Initial reaction to the flag was mixed. According to DeBlase's article A Leather Pride Flag,
"Some, particularly on the east coast, reacted positively to the concept, but were quite concerned, some even offended, that I had not involved the community in helping to create the design."
On September 18, 1990, Clive Platman (Mr. Australia Drummer) presented Tony DeBlase with an Australian version of the flag, incorporating the southern cross, which is from the Australian national flag, with the original design of the leather pride flag.
On October 11, 1991, at the opening ceremonies of Living in Leather, a Canadian version of the leather pride flag was presented, which added to the original flag's design a row of red maple leaves running horizontally through the white stripe.

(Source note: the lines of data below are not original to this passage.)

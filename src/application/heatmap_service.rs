// Heatmap service - Use case for fetching the dataset and building the chart
use crate::application::dataset_repository::DatasetRepository;
use crate::domain::heatmap::{Heatmap, Viewport};
use crate::infrastructure::config::RenderSettings;
use anyhow::Context;
use std::sync::Arc;
use std::time::Instant;

#[derive(Clone)]
pub struct HeatmapService {
    repository: Arc<dyn DatasetRepository>,
    render_settings: RenderSettings,
}

impl HeatmapService {
    pub fn new(repository: Arc<dyn DatasetRepository>, render_settings: RenderSettings) -> Self {
        Self {
            repository,
            render_settings,
        }
    }

    pub fn viewport(&self) -> Viewport {
        Viewport::new(
            self.render_settings.viewport_width,
            self.render_settings.viewport_height,
            self.render_settings.padding,
        )
    }

    /// Fetch once, then run the render pipeline to completion.
    pub async fn render(&self) -> anyhow::Result<Heatmap> {
        let start_time = Instant::now();
        let source = self.repository.source();

        let dataset = self
            .repository
            .fetch_dataset()
            .await
            .with_context(|| format!("Failed to load dataset from {}", source))?;

        tracing::info!(
            "Loaded {} monthly variance records from {}",
            dataset.records.len(),
            source
        );

        let baseline = self.render_settings.baseline_temperature;
        if let Some(advertised) = dataset.base_temperature {
            if (advertised - baseline).abs() > f64::EPSILON {
                tracing::warn!(
                    "Dataset advertises base temperature {} but {} is configured; using {}",
                    advertised,
                    baseline,
                    baseline
                );
            }
        }

        let heatmap = Heatmap::build(&dataset.records, baseline, self.viewport())
            .context("Failed to build heatmap")?;

        tracing::info!(
            "Rendered {} cells ({}-{}) in {} ms",
            heatmap.cells.len(),
            heatmap.years.min,
            heatmap.years.max,
            start_time.elapsed().as_millis()
        );

        Ok(heatmap)
    }
}

#[cfg(test)]
mod tests {
    use super::*;
    use crate::domain::heatmap::HeatmapError;
    use crate::domain::variance::{VarianceDataset, VarianceRecord};
    use async_trait::async_trait;

    struct StaticRepository {
        dataset: VarianceDataset,
    }

    #[async_trait]
    impl DatasetRepository for StaticRepository {
        async fn fetch_dataset(&self) -> anyhow::Result<VarianceDataset> {
            Ok(self.dataset.clone())
        }

        fn source(&self) -> String {
            "static".to_string()
        }
    }

    struct FailingRepository;

    #[async_trait]
    impl DatasetRepository for FailingRepository {
        async fn fetch_dataset(&self) -> anyhow::Result<VarianceDataset> {
            anyhow::bail!("connection refused")
        }

        fn source(&self) -> String {
            "nowhere".to_string()
        }
    }

    fn settings() -> RenderSettings {
        RenderSettings::default()
    }

    #[tokio::test]
    async fn test_render_builds_heatmap() {
        let repository = Arc::new(StaticRepository {
            dataset: VarianceDataset {
                base_temperature: Some(8.66),
                records: vec![
                    VarianceRecord::new(2000, 1, -1.5),
                    VarianceRecord::new(2000, 2, 0.5),
                ],
            },
        });
        let service = HeatmapService::new(repository, settings());

        let heatmap = service.render().await.unwrap();
        assert_eq!(heatmap.cells.len(), 2);
        assert_eq!(heatmap.baseline, 8.66);
        assert_eq!(heatmap.width, 1240.0);
        assert_eq!(heatmap.height, 700.0);
    }

    #[tokio::test]
    async fn test_configured_baseline_wins() {
        let repository = Arc::new(StaticRepository {
            dataset: VarianceDataset {
                base_temperature: Some(9.0),
                records: vec![VarianceRecord::new(2000, 1, 1.0)],
            },
        });
        let service = HeatmapService::new(repository, settings());

        let heatmap = service.render().await.unwrap();
        assert!((heatmap.cells[0].temperature - 9.66).abs() < 1e-9);
    }

    #[tokio::test]
    async fn test_render_fails_on_fetch_error() {
        let service = HeatmapService::new(Arc::new(FailingRepository), settings());

        let err = service.render().await.unwrap_err();
        assert!(err.to_string().contains("nowhere"));
    }

    #[tokio::test]
    async fn test_render_fails_on_empty_dataset() {
        let repository = Arc::new(StaticRepository {
            dataset: VarianceDataset::default(),
        });
        let service = HeatmapService::new(repository, settings());

        let err = service.render().await.unwrap_err();
        assert_eq!(
            err.downcast_ref::<HeatmapError>(),
            Some(&HeatmapError::EmptyDataset)
        );
    }
}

Also in 1991, Melbourne Leather Men became the first club to incorporate the design elements of the leather pride flag into their club colors.
On December 12, 2000, NLA Florida presented a suggested pledge of allegiance to the leather pride flag at its holiday party in Fort Lauderdale, which reads, “I pledge allegiance to the Leather Pride flag, and the union of Leather people for which it stands, with safety, sanity and consent for all.”
The San Francisco South of Market Leather History Alley consists of four works of art along Ringold Alley honoring leather culture; it opened in 2017. The four works of art are: engraved standing stones that honor community leather institutions including the Folsom Street Fair and leather pride flag pavement markings through which the stones emerge, a black granite stone etched with a narrative by Gayle Rubin, an image of the "Leather David" statue by Mike Caffee, and with a reproduction of Chuck Arnett’s mural in a former leather bar, and metal bootprints along the curb which honor 28 people who were an important part of the leather communities of San Francisco.
The original flag is on display at the Leather Archives and Museum.
Creator DeBlase gave this explanation of the design:
"The flag is composed of nine horizontal stripes of equal width. From the top and from the bottom, the stripes alternate black and royal blue. The central stripe is white. In the upper left quadrant of the flag is a large red heart. I will leave it to the viewer to interpret the colors and symbols."
Although the flag is common in the gay leather community, it is not an exclusively gay symbol and represents the entire leather community.
Although DeBlase is quoted as saying the design is copyrighted in the U.S. (as well as all countries where the Berne Convention standards apply), copyright is automatic, and need not be obtained through official registration with any government office. Once an idea has been produced as a tangible form, for example by securing it in a fixed medium (such as a drawing, sheet music, photograph, a videotape, or a computer file), the copyright holder is entitled to enforce their exclusive rights.
Various groups have adapted the design and sold it commercially or used it to represent different organizations or campaigns. The BDSM rights flag, for example, is intended to represent the belief that people whose sexuality or relationship preferences include BDSM practices deserve the same human rights as everyone else, and should not be discriminated against for pursuing BDSM with consenting adults. Leather & Grace, an organization of Unitarian Universalist kinksters, combined a red flaming chalice with the stripes of the Leather Pride flag for their logo.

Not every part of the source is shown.